◆ **THE TASK**: Every line below that has the string "entries" needs to be copied.

═════ SOURCE DATA ═════

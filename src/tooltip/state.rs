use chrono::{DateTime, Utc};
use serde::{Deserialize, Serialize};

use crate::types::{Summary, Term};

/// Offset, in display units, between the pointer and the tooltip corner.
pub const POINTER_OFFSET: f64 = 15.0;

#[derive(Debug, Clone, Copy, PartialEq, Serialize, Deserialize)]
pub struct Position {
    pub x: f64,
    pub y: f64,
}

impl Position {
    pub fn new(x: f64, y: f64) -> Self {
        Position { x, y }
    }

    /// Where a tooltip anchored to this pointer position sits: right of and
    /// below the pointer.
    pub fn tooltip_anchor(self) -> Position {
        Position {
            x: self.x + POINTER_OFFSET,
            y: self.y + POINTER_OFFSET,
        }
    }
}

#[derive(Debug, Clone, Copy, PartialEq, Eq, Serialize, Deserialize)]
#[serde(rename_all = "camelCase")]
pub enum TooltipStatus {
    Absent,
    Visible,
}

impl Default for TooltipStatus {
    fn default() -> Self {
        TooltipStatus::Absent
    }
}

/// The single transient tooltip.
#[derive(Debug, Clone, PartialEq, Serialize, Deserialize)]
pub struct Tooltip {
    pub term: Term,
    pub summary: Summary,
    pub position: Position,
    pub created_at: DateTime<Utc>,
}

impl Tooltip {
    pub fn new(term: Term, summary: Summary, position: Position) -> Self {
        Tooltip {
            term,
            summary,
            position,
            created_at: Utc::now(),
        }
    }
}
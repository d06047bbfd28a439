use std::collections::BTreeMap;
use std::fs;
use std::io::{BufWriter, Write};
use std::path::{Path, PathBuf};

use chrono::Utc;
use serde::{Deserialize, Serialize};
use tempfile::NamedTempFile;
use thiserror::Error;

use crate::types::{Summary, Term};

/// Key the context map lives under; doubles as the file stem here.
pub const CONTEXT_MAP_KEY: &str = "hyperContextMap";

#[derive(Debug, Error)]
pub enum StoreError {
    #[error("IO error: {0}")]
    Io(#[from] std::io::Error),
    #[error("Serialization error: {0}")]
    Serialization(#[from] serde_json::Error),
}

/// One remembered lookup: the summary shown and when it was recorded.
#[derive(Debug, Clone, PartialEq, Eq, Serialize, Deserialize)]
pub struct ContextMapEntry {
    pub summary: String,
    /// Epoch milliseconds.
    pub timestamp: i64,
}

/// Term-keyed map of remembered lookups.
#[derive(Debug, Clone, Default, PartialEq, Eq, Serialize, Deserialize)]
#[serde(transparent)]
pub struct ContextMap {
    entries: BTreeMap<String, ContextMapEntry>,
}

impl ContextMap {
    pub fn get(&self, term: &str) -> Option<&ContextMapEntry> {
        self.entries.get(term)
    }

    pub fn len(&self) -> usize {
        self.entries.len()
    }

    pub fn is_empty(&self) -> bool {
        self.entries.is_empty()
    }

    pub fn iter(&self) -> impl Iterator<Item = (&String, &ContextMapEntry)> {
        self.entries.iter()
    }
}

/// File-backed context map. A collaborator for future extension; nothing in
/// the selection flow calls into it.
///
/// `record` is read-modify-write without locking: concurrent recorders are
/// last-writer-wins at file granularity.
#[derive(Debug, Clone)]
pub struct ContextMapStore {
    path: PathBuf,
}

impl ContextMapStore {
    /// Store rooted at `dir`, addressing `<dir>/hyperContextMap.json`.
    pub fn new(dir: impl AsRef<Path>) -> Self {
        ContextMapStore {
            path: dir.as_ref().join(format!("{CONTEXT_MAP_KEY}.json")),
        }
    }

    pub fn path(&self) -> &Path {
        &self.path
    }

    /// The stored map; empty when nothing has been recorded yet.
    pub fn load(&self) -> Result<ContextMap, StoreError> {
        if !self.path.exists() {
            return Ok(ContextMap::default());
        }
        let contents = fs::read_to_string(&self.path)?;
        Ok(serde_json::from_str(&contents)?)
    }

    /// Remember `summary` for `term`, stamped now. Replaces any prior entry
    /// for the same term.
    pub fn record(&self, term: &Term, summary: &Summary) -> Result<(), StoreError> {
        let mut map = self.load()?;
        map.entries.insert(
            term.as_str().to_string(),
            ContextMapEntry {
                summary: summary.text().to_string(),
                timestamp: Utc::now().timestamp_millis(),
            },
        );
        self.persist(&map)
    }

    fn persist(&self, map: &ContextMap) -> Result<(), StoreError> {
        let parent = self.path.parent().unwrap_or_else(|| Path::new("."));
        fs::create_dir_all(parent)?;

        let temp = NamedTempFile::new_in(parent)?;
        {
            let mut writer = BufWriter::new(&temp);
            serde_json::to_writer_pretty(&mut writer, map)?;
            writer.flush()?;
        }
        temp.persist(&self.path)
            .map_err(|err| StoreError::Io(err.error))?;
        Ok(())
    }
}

═════

◆ **TASK RESPONSE**:
    entries: BTreeMap<String, ContextMapEntry>,
        self.entries.get(term)
        self.entries.len()
        self.entries.is_empty()
        self.entries.iter()
        map.entries.insert(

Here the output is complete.